Tesco has introduced DNA spit kits in some stores so evidence can be secured.
Boots has spent £110 million on security, including setting up its own CCTV monitoring centre.
Its letter to the committee said: “Worryingly, we saw a dramatic increase in spitting incidents with individuals attempting to intimidate colleagues with the threat of Covid.”
Since the start of 2020 it reported around 1,500 physical assaults, two-thirds of which resulted in injury, 4,200 incidents of threatening behaviour, 13,000 incidents of verbal abuse, 16,000 incidents of anti-social behaviour, 1,800 incidents of dealing with drug users and more than 4,500 people ejected from branches.
A youth refused alcohol returned and struck the employee with a house brick causing a head injury, it said.
Sainsbury’s recorded 4,500 incidents involving a weapon in 2020, including armed robberies and stabbings.
It wrote to the committee: “Common weapons reported include knives, machetes, blades, needles, scissors, and screwdrivers.”
Even before coronavirus, the Crime Report 2020 said that 83 percent of people in the convenience store sector have been subjected to verbal abuse over the previous year and there were more than 50,000 incidents of violence estimated, with 25 percent of incidents resulting in injury.
Most businesses are giving staff body worn cameras in violence hotspots with John Lewis introducing them at all its branches and Waitrose supermarkets.
Building society Nationwide said: “Between December 2019 and July 2020 the number of incidents logged rose by a shocking 300 percent.
In December 2020, the number of incidents registered that month were still 86 percent higher than December 2019.
“The nature of abuse and attacks are wide-reaching, and include 34 threats to kill, 26 members of staff assaulted, and 26 ‘Covid-related’ incidents.”

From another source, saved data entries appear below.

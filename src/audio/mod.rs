pub mod file;
pub mod mic;
pub mod source;

pub use file::{AudioFile, FileSource};
pub use mic::{MicConfig, MicSource};
pub use source::{AudioBuffer, AudioSegment, AudioSource, CaptureError};
//! Transcription collaborator: turns accumulated session audio into text

mod http;

use crate::audio::AudioBuffer;
use anyhow::Result;

pub use http::HttpTranscriber;

/// Speech-to-text seam for the session controller.
///
/// A failure here is terminal for the session; no retries are attempted.
#[async_trait::async_trait]
pub trait Transcriber: Send + Sync {
    /// Transcribe the accumulated session audio
    async fn transcribe(&self, audio: &AudioBuffer) -> Result<String>;
}
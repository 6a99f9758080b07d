use super::config::SessionConfig;
use super::error::SessionError;
use super::status::{SessionStats, SessionStatus};
use crate::audio::{AudioBuffer, AudioSegment, AudioSource, CaptureError};
use crate::notes::NotesGenerator;
use crate::transcribe::Transcriber;
use chrono::{DateTime, Utc};
use std::sync::atomic::{AtomicU64, AtomicU8, AtomicUsize, Ordering};
use std::sync::Arc;
use std::time::Duration;
use tokio::sync::Mutex;
use tokio::task::JoinHandle;
use tracing::{error, info, warn};

/// Result of a finished session: the transcript and the generated notes
#[derive(Debug, Clone)]
pub struct SessionOutcome {
    pub session_id: String,
    pub transcript: String,
    pub notes: String,
    /// Total active recording time (paused intervals contribute nothing)
    pub active_duration: Duration,
    pub segments_captured: usize,
}

/// Session state shared between the capture worker and command callers.
///
/// Everything the foreground reads concurrently with the loop is atomic, so
/// status polling never blocks the worker.
struct Shared {
    status: AtomicU8,
    active_ms: AtomicU64,
    segments_captured: AtomicUsize,
    /// Epoch milliseconds of the Idle -> Recording transition; 0 = unset
    started_at_ms: AtomicU64,
}

impl Shared {
    fn new() -> Self {
        Self {
            status: AtomicU8::new(SessionStatus::Idle.as_u8()),
            active_ms: AtomicU64::new(0),
            segments_captured: AtomicUsize::new(0),
            started_at_ms: AtomicU64::new(0),
        }
    }

    fn status(&self) -> SessionStatus {
        SessionStatus::from_u8(self.status.load(Ordering::SeqCst))
    }

    fn set_status(&self, status: SessionStatus) {
        self.status.store(status.as_u8(), Ordering::SeqCst);
    }

    /// Transition `from` -> `to`; returns false if the state was not `from`
    fn transition(&self, from: SessionStatus, to: SessionStatus) -> bool {
        self.status
            .compare_exchange(
                from.as_u8(),
                to.as_u8(),
                Ordering::SeqCst,
                Ordering::SeqCst,
            )
            .is_ok()
    }

    fn active_duration(&self) -> Duration {
        Duration::from_millis(self.active_ms.load(Ordering::SeqCst))
    }
}

/// Manages one bounded-duration, pausable, segmented capture session.
///
/// A background worker drives the capture loop; the presentation layer calls
/// `start`/`pause`/`resume`/`stop` and polls `elapsed`/`stats` on its own
/// schedule. Cancellation is cooperative: pause and stop take effect at the
/// next segment boundary, bounded by the configured segment limit.
pub struct SessionController {
    config: SessionConfig,
    shared: Arc<Shared>,

    /// The audio source; taken by the worker for the duration of a run
    source: Arc<Mutex<Option<Box<dyn AudioSource>>>>,

    transcriber: Arc<dyn Transcriber>,
    notes_generator: Arc<dyn NotesGenerator>,

    /// Handle for the capture worker task
    worker: Mutex<Option<JoinHandle<Result<SessionOutcome, SessionError>>>>,
}

impl SessionController {
    pub fn new(
        config: SessionConfig,
        source: Box<dyn AudioSource>,
        transcriber: Arc<dyn Transcriber>,
        notes_generator: Arc<dyn NotesGenerator>,
    ) -> Self {
        Self {
            config,
            shared: Arc::new(Shared::new()),
            source: Arc::new(Mutex::new(Some(source))),
            transcriber,
            notes_generator,
            worker: Mutex::new(None),
        }
    }

    pub fn session_id(&self) -> &str {
        &self.config.session_id
    }

    /// Start the session: open the source and spawn the capture loop.
    ///
    /// Rejected with `AlreadyActive` if a session is running (never queued).
    /// A source that fails to open fails the start immediately and the
    /// session is never observed as recording.
    pub async fn start(&self) -> Result<(), SessionError> {
        let mut slot = self.source.lock().await;
        let mut source = slot.take().ok_or(SessionError::AlreadyActive)?;

        if self.shared.status() != SessionStatus::Idle {
            *slot = Some(source);
            return Err(SessionError::AlreadyActive);
        }

        info!(
            "Starting session {} (source: {})",
            self.config.session_id,
            source.name()
        );

        if let Err(e) = source.open().await {
            *slot = Some(source);
            error!("Audio source failed to open: {:#}", e);
            return Err(SessionError::SourceUnavailable(format!("{:#}", e)));
        }

        self.shared.active_ms.store(0, Ordering::SeqCst);
        self.shared.segments_captured.store(0, Ordering::SeqCst);
        self.shared
            .started_at_ms
            .store(Utc::now().timestamp_millis() as u64, Ordering::SeqCst);

        if !self.shared.transition(SessionStatus::Idle, SessionStatus::Recording) {
            *slot = Some(source);
            return Err(SessionError::AlreadyActive);
        }
        drop(slot);

        let config = self.config.clone();
        let shared = Arc::clone(&self.shared);
        let source_slot = Arc::clone(&self.source);
        let transcriber = Arc::clone(&self.transcriber);
        let notes_generator = Arc::clone(&self.notes_generator);

        let worker = tokio::spawn(async move {
            let segments = capture_loop(&config, &shared, &mut *source).await;

            // Release the device before the handoff: a live microphone must
            // not keep capturing while transcription runs
            source.close().await;

            // Hand the source back so the controller can run another session
            {
                let mut slot = source_slot.lock().await;
                *slot = Some(source);
            }

            finalize(&config, &shared, segments, transcriber, notes_generator).await
        });

        {
            let mut handle = self.worker.lock().await;
            *handle = Some(worker);
        }

        Ok(())
    }

    /// Suspend segment capture. No-op unless recording.
    pub fn pause(&self) {
        if self
            .shared
            .transition(SessionStatus::Recording, SessionStatus::Paused)
        {
            info!("Session {} paused", self.config.session_id);
        }
    }

    /// Resume segment capture. No-op unless paused.
    pub fn resume(&self) {
        if self
            .shared
            .transition(SessionStatus::Paused, SessionStatus::Recording)
        {
            info!("Session {} resumed", self.config.session_id);
        }
    }

    /// Request stop and wait for finalization.
    ///
    /// The in-flight segment request is not aborted; the loop exits at its
    /// next check point, so stopping takes at most one segment's duration.
    /// Also collects the outcome of a session that already finalized on its
    /// own (cap reached or source exhausted).
    pub async fn stop(&self) -> Result<SessionOutcome, SessionError> {
        let requested = self
            .shared
            .transition(SessionStatus::Recording, SessionStatus::Stopping)
            || self
                .shared
                .transition(SessionStatus::Paused, SessionStatus::Stopping);

        if requested {
            info!("Stop requested for session {}", self.config.session_id);
        }

        self.join_worker().await
    }

    /// Wait for the session to finalize without requesting a stop.
    ///
    /// Used for file-driven sessions, which end when the source is exhausted
    /// or the cap is reached.
    pub async fn wait(&self) -> Result<SessionOutcome, SessionError> {
        self.join_worker().await
    }

    async fn join_worker(&self) -> Result<SessionOutcome, SessionError> {
        let worker = {
            let mut handle = self.worker.lock().await;
            handle.take().ok_or(SessionError::NotActive)?
        };

        match worker.await {
            Ok(outcome) => outcome,
            Err(e) => {
                error!("Session worker panicked: {}", e);
                self.shared.set_status(SessionStatus::Failed);
                Err(SessionError::Worker(e.to_string()))
            }
        }
    }

    /// Current active duration and status.
    ///
    /// Lock-free; safe to call at any polling rate without blocking the
    /// capture loop. The controller does not depend on being polled.
    pub fn elapsed(&self) -> (Duration, SessionStatus) {
        (self.shared.active_duration(), self.shared.status())
    }

    /// Full point-in-time view for display
    pub fn stats(&self) -> SessionStats {
        let started_ms = self.shared.started_at_ms.load(Ordering::SeqCst);
        let started_at = if started_ms > 0 {
            DateTime::from_timestamp_millis(started_ms as i64)
        } else {
            None
        };

        SessionStats {
            session_id: self.config.session_id.clone(),
            status: self.shared.status(),
            active_secs: self.shared.active_duration().as_secs_f64(),
            segments_captured: self.shared.segments_captured.load(Ordering::SeqCst),
            started_at,
        }
    }

    /// Return a finished session to Idle once its outcome has been observed.
    /// Returns false if the session is not in a terminal state.
    pub fn reset(&self) -> bool {
        self.shared
            .transition(SessionStatus::Completed, SessionStatus::Idle)
            || self
                .shared
                .transition(SessionStatus::Failed, SessionStatus::Idle)
    }
}

/// The capture loop: request segments while recording, idle while paused,
/// exit on stop, cap, or source exhaustion.
async fn capture_loop(
    config: &SessionConfig,
    shared: &Shared,
    source: &mut dyn AudioSource,
) -> Vec<AudioSegment> {
    let mut segments: Vec<AudioSegment> = Vec::new();

    loop {
        match shared.status() {
            SessionStatus::Recording => {
                let active = shared.active_duration();
                if active >= config.cap {
                    info!(
                        "Session {} reached cap ({:.1}s active), finalizing",
                        config.session_id,
                        active.as_secs_f64()
                    );
                    break;
                }

                // Never ask for more than the cap has room for
                let window = config.segment_limit.min(config.cap - active);

                match source.capture(window).await {
                    Ok(Some(segment)) => {
                        let duration = segment.duration();
                        shared
                            .active_ms
                            .fetch_add(duration.as_millis() as u64, Ordering::SeqCst);
                        segments.push(segment);
                        shared
                            .segments_captured
                            .store(segments.len(), Ordering::SeqCst);
                    }
                    Ok(None) => {
                        info!("Audio source exhausted, finalizing session");
                        break;
                    }
                    Err(CaptureError::NoSpeech(window)) => {
                        warn!(
                            "No speech detected within {:.1}s window, skipping segment",
                            window.as_secs_f64()
                        );
                    }
                    Err(e) => {
                        // Recoverable: skip this segment and keep capturing
                        error!("Segment capture failed, skipping: {}", e);
                    }
                }
            }
            SessionStatus::Paused => {
                // No segment requests and no duration accounting while paused
                tokio::time::sleep(config.pause_poll).await;
            }
            _ => break,
        }
    }

    segments
}

/// Finalization: concatenate segments, optionally persist the WAV, then hand
/// off to the transcriber and notes generator. Any failure here is terminal.
async fn finalize(
    config: &SessionConfig,
    shared: &Shared,
    segments: Vec<AudioSegment>,
    transcriber: Arc<dyn Transcriber>,
    notes_generator: Arc<dyn NotesGenerator>,
) -> Result<SessionOutcome, SessionError> {
    shared.set_status(SessionStatus::Stopping);

    let active_duration = shared.active_duration();

    let Some(buffer) = AudioBuffer::concat(&segments) else {
        error!("Session {} captured no audio", config.session_id);
        shared.set_status(SessionStatus::Failed);
        return Err(SessionError::EmptyCapture);
    };

    if let Some(dir) = &config.save_dir {
        let path = dir.join(format!("{}.wav", config.session_id));
        match buffer.save_wav(&path) {
            Ok(()) => info!("Session recording saved to {}", path.display()),
            // The recording on disk is a convenience, not part of the handoff
            Err(e) => warn!("Failed to save session recording: {:#}", e),
        }
    }

    info!(
        "Handing off {:.1}s of audio ({} segments) for transcription",
        buffer.duration().as_secs_f64(),
        segments.len()
    );

    let transcript = match transcriber.transcribe(&buffer).await {
        Ok(text) => text,
        Err(e) => {
            error!("Transcription failed: {:#}", e);
            shared.set_status(SessionStatus::Failed);
            return Err(SessionError::Transcription(format!("{:#}", e)));
        }
    };

    let notes = match notes_generator.generate(&transcript).await {
        Ok(notes) => notes,
        Err(e) => {
            error!("Notes generation failed: {:#}", e);
            shared.set_status(SessionStatus::Failed);
            return Err(SessionError::NotesGeneration(format!("{:#}", e)));
        }
    };

    shared.set_status(SessionStatus::Completed);
    info!(
        "Session {} completed: {:.1}s active, {} segments",
        config.session_id,
        active_duration.as_secs_f64(),
        segments.len()
    );

    Ok(SessionOutcome {
        session_id: config.session_id.clone(),
        transcript,
        notes,
        active_duration,
        segments_captured: segments.len(),
    })
}
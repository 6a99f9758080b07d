//! Segmented-capture session management
//!
//! This module provides the `SessionController` abstraction that manages:
//! - A bounded-duration, pausable capture loop on a background task
//! - Segment accumulation and active-duration accounting
//! - Handoff to the transcriber and notes generator on completion
//! - Non-blocking status/elapsed queries for the presentation layer

mod config;
mod controller;
mod error;
mod status;

pub use config::SessionConfig;
pub use controller::{SessionController, SessionOutcome};
pub use error::SessionError;
pub use status::{SessionStats, SessionStatus};
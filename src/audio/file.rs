use anyhow::{Context, Result};
use hound::WavReader;
use std::fs::File;
use std::path::Path;
use std::time::Duration;
use symphonia::core::audio::SampleBuffer;
use symphonia::core::codecs::{DecoderOptions, CODEC_TYPE_NULL};
use symphonia::core::errors::Error as SymphoniaError;
use symphonia::core::formats::FormatOptions;
use symphonia::core::io::MediaSourceStream;
use symphonia::core::meta::MetadataOptions;
use symphonia::core::probe::Hint;
use tracing::{info, warn};

use super::source::{AudioSegment, AudioSource, CaptureError};

/// A fully decoded audio file
pub struct AudioFile {
    pub path: String,
    pub duration_seconds: f64,
    pub sample_rate: u32,
    pub channels: u16,
    pub samples: Vec<i16>,
}

impl AudioFile {
    /// Open and decode an audio file.
    ///
    /// WAV goes through hound; everything else (MP3, M4A, FLAC, OGG) through
    /// symphonia.
    pub fn open(path: impl AsRef<Path>) -> Result<Self> {
        let path = path.as_ref();
        info!("Opening audio file: {}", path.display());

        let is_wav = path
            .extension()
            .and_then(|e| e.to_str())
            .map(|e| e.eq_ignore_ascii_case("wav"))
            .unwrap_or(false);

        let (samples, sample_rate, channels) = if is_wav {
            Self::decode_wav(path)?
        } else {
            Self::decode_compressed(path)?
        };

        let duration_seconds =
            samples.len() as f64 / (sample_rate as f64 * channels as f64);

        info!(
            "Audio file loaded: {:.1}s, {}Hz, {} channels, {} samples",
            duration_seconds,
            sample_rate,
            channels,
            samples.len()
        );

        Ok(Self {
            path: path.display().to_string(),
            duration_seconds,
            sample_rate,
            channels,
            samples,
        })
    }

    fn decode_wav(path: &Path) -> Result<(Vec<i16>, u32, u16)> {
        let reader = WavReader::open(path).context("Failed to open WAV file")?;

        let spec = reader.spec();
        let samples: Vec<i16> = reader
            .into_samples::<i16>()
            .collect::<Result<Vec<_>, _>>()
            .context("Failed to read audio samples")?;

        Ok((samples, spec.sample_rate, spec.channels))
    }

    fn decode_compressed(path: &Path) -> Result<(Vec<i16>, u32, u16)> {
        let file = File::open(path)
            .with_context(|| format!("Failed to open audio file: {}", path.display()))?;
        let mss = MediaSourceStream::new(Box::new(file), Default::default());

        let mut hint = Hint::new();
        if let Some(ext) = path.extension().and_then(|e| e.to_str()) {
            hint.with_extension(ext);
        }

        let probed = symphonia::default::get_probe()
            .format(
                &hint,
                mss,
                &FormatOptions::default(),
                &MetadataOptions::default(),
            )
            .context("Unsupported or corrupt audio format")?;

        let mut format = probed.format;

        let track = format
            .tracks()
            .iter()
            .find(|t| t.codec_params.codec != CODEC_TYPE_NULL)
            .context("No audio track found")?;
        let track_id = track.id;

        let mut decoder = symphonia::default::get_codecs()
            .make(&track.codec_params, &DecoderOptions::default())
            .context("Failed to create decoder")?;

        let mut samples: Vec<i16> = Vec::new();
        let mut sample_rate = track.codec_params.sample_rate.unwrap_or(0);
        let mut channels = track
            .codec_params
            .channels
            .map(|c| c.count() as u16)
            .unwrap_or(0);

        loop {
            let packet = match format.next_packet() {
                Ok(packet) => packet,
                Err(SymphoniaError::IoError(e))
                    if e.kind() == std::io::ErrorKind::UnexpectedEof =>
                {
                    break;
                }
                Err(e) => return Err(e).context("Failed to read audio packet"),
            };

            if packet.track_id() != track_id {
                continue;
            }

            match decoder.decode(&packet) {
                Ok(decoded) => {
                    let spec = *decoded.spec();
                    sample_rate = spec.rate;
                    channels = spec.channels.count() as u16;

                    let mut buf =
                        SampleBuffer::<i16>::new(decoded.capacity() as u64, spec);
                    buf.copy_interleaved_ref(decoded);
                    samples.extend_from_slice(buf.samples());
                }
                Err(SymphoniaError::DecodeError(e)) => {
                    warn!("Skipping undecodable packet: {}", e);
                }
                Err(e) => return Err(e).context("Failed to decode audio packet"),
            }
        }

        anyhow::ensure!(!samples.is_empty(), "Audio file contains no samples");
        anyhow::ensure!(sample_rate > 0 && channels > 0, "Missing audio format info");

        Ok((samples, sample_rate, channels))
    }

    /// Downmix to mono by averaging channels
    pub fn to_mono(&self) -> Vec<i16> {
        if self.channels <= 1 {
            return self.samples.clone();
        }

        let channels = self.channels as usize;
        let mut mono = Vec::with_capacity(self.samples.len() / channels);

        for frame in self.samples.chunks_exact(channels) {
            let sum: i32 = frame.iter().map(|&s| s as i32).sum();
            mono.push((sum / channels as i32) as i16);
        }

        mono
    }
}

/// Audio source backed by a decoded file, served in segment-sized slices.
///
/// Used for the "select audio file" flow and for batch transcription; returns
/// `Ok(None)` when the file is exhausted so the session finalizes on its own.
pub struct FileSource {
    samples: Vec<i16>,
    sample_rate: u32,
    cursor: usize,
    name: String,
}

impl FileSource {
    pub fn new(file: &AudioFile) -> Self {
        Self {
            samples: file.to_mono(),
            sample_rate: file.sample_rate,
            cursor: 0,
            name: format!("file:{}", file.path),
        }
    }

    pub fn open_path(path: impl AsRef<Path>) -> Result<Self> {
        let file = AudioFile::open(path)?;
        Ok(Self::new(&file))
    }
}

#[async_trait::async_trait]
impl AudioSource for FileSource {
    async fn open(&mut self) -> Result<()> {
        anyhow::ensure!(!self.samples.is_empty(), "Audio file contains no samples");
        Ok(())
    }

    async fn capture(
        &mut self,
        max_duration: Duration,
    ) -> Result<Option<AudioSegment>, CaptureError> {
        if self.cursor >= self.samples.len() {
            return Ok(None);
        }

        let max_samples =
            (max_duration.as_secs_f64() * self.sample_rate as f64).ceil() as usize;
        let end = (self.cursor + max_samples.max(1)).min(self.samples.len());

        let segment = AudioSegment {
            samples: self.samples[self.cursor..end].to_vec(),
            sample_rate: self.sample_rate,
            channels: 1,
        };
        self.cursor = end;

        Ok(Some(segment))
    }

    fn name(&self) -> &str {
        &self.name
    }
}
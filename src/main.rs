use anyhow::{Context, Result};
use clap::{Parser, Subcommand};
use std::path::PathBuf;
use std::sync::Arc;
use tracing::info;
use transcript_notes::{
    create_router, AppState, ChatNotesGenerator, Config, FileSource, HttpTranscriber,
    NotesGenerator, SessionController, Transcriber,
};

#[derive(Parser)]
#[command(
    name = "transcript-notes",
    about = "Capture audio, transcribe it, and turn the transcript into formatted notes"
)]
struct Cli {
    /// Path to the configuration file (without extension)
    #[arg(long, default_value = "config/transcript-notes")]
    config: String,

    #[command(subcommand)]
    command: Command,
}

#[derive(Subcommand)]
enum Command {
    /// Run the HTTP API for the presentation layer
    Serve,
    /// Transcribe an audio file and print the generated notes
    File {
        /// Path to a WAV/MP3/M4A/FLAC/OGG file
        path: PathBuf,
    },
}

#[tokio::main]
async fn main() -> Result<()> {
    tracing_subscriber::fmt::init();

    let cli = Cli::parse();
    let config = Config::load(&cli.config)?;

    match cli.command {
        Command::Serve => serve(config).await,
        Command::File { path } => transcribe_file(config, path).await,
    }
}

async fn serve(config: Config) -> Result<()> {
    let (transcriber, notes_generator) = build_collaborators(&config)?;

    let addr = format!("{}:{}", config.service.http.bind, config.service.http.port);
    info!("{} listening on {}", config.service.name, addr);

    let state = AppState::new(Arc::new(config), transcriber, notes_generator);
    let router = create_router(state);

    let listener = tokio::net::TcpListener::bind(&addr)
        .await
        .with_context(|| format!("Failed to bind {}", addr))?;
    axum::serve(listener, router).await?;

    Ok(())
}

async fn transcribe_file(config: Config, path: PathBuf) -> Result<()> {
    let (transcriber, notes_generator) = build_collaborators(&config)?;

    let source = FileSource::open_path(&path)?;
    let controller = SessionController::new(
        config.session_config(None),
        Box::new(source),
        transcriber,
        notes_generator,
    );

    controller.start().await?;
    // File sessions finalize on their own once the source is exhausted
    let outcome = controller.wait().await?;

    info!(
        "Session {}: {:.1}s of audio in {} segments",
        outcome.session_id,
        outcome.active_duration.as_secs_f64(),
        outcome.segments_captured
    );

    println!("{}", outcome.notes);

    Ok(())
}

fn build_collaborators(
    config: &Config,
) -> Result<(Arc<dyn Transcriber>, Arc<dyn NotesGenerator>)> {
    let transcriber: Arc<dyn Transcriber> =
        Arc::new(HttpTranscriber::new(config.transcription.base_url.clone()));
    let notes_generator: Arc<dyn NotesGenerator> =
        Arc::new(ChatNotesGenerator::new(config.notes_config())?);
    Ok((transcriber, notes_generator))
}
use serde::{Deserialize, Serialize};
use std::path::PathBuf;
use std::time::Duration;

/// Configuration for a capture session
#[derive(Debug, Clone, Serialize, Deserialize)]
pub struct SessionConfig {
    /// Unique session identifier (e.g., "session-2026-08-24-standup")
    pub session_id: String,

    /// Maximum active (non-paused) recording time before auto-finalization.
    /// Default: 1800 seconds (30 minutes)
    pub cap: Duration,

    /// Maximum duration of a single captured segment.
    /// Also bounds how long pause/stop can take to bite mid-capture.
    /// Default: 5 seconds
    pub segment_limit: Duration,

    /// How often the loop re-checks state while paused
    pub pause_poll: Duration,

    /// Directory to save the session WAV into before handoff, if any
    pub save_dir: Option<PathBuf>,
}

impl Default for SessionConfig {
    fn default() -> Self {
        Self {
            session_id: format!("session-{}", uuid::Uuid::new_v4()),
            cap: Duration::from_secs(1800), // 30 minutes of active recording
            segment_limit: Duration::from_secs(5),
            pause_poll: Duration::from_millis(200),
            save_dir: None,
        }
    }
}
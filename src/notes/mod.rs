//! Notes collaborator: turns a transcript into formatted Markdown notes

mod chat;

use anyhow::Result;

pub use chat::{ChatNotesGenerator, NotesApiConfig};

/// Notes-generation seam for the session controller.
///
/// A failure here is terminal for the session; no retries are attempted.
#[async_trait::async_trait]
pub trait NotesGenerator: Send + Sync {
    /// Generate formatted notes from a transcript
    async fn generate(&self, transcript: &str) -> Result<String>;
}
use super::handlers;
use super::state::AppState;
use axum::{
    routing::{get, post},
    Router,
};
use tower_http::trace::TraceLayer;

/// Create the HTTP router with all routes
pub fn create_router(state: AppState) -> Router {
    Router::new()
        // Health check
        .route("/health", get(handlers::health_check))
        // Session control
        .route("/session/start", post(handlers::start_session))
        .route("/session/pause", post(handlers::pause_session))
        .route("/session/resume", post(handlers::resume_session))
        .route("/session/stop", post(handlers::stop_session))
        // Session queries
        .route("/session/status", get(handlers::session_status))
        // Add tracing middleware for request logging
        .layer(TraceLayer::new_for_http())
        .with_state(state)
}
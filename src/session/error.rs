use thiserror::Error;

/// Terminal and admission errors for a capture session.
///
/// Per-segment conditions (no speech, transient source trouble) are not
/// represented here; they are skipped inside the capture loop and the session
/// continues. Nothing in this taxonomy is retried automatically.
#[derive(Debug, Error)]
pub enum SessionError {
    #[error("a session is already running")]
    AlreadyActive,

    #[error("no session is running")]
    NotActive,

    #[error("audio source unavailable: {0}")]
    SourceUnavailable(String),

    #[error("no audio recorded")]
    EmptyCapture,

    #[error("transcription failed: {0}")]
    Transcription(String),

    #[error("notes generation failed: {0}")]
    NotesGeneration(String),

    #[error("session worker failed: {0}")]
    Worker(String),
}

The Co-op said it saw “a rise of over 450 per cent in five years from 109 violent crimes in Q4 2015 to 629 crimes in Q4 2020.”
It said at the start of 2020 police forces did not attend two-thirds of all incidents in reported in stores across the country.
The retailer reported one security guard being stabbed with a needle by a woman shoplifter who later returned with her boyfriend who also attacked him.
Labour MP Alex Norris has been trying since last year, through a Private Members’ Bill to create the offence through an Assaults on Retail Workers (Offences) Bill, without success and last month a Parliamentary debate concluded current laws were sufficient.The Police, Crime, Sentencing and Courts Bill will receive its third reading in Parliament on Monday.
In the letter to Mr Johnson the industry leaders said: “One business reports a 76 percent increase in abuse and a ten percent increase in violent attacks during Covid-19, of which over half involved a weapon, and many of our colleagues have been coughed at or spat on.
“This was a very serious issue for retailers long before the pandemic and the situation cannot be allowed to get any worse – there is a clear need now for better protection in law for retail workers.”
Retailers are spending record amounts on crime prevention and have invested £1.2 billion in the past year, the BRC said.
“Behind each of these statistics is a person, a family, colleagues and communities that have to cope with this trauma.
“No-one should go to work fearing for their safety, yet many retail workers have come to see it as part of the job – this can’t go on.”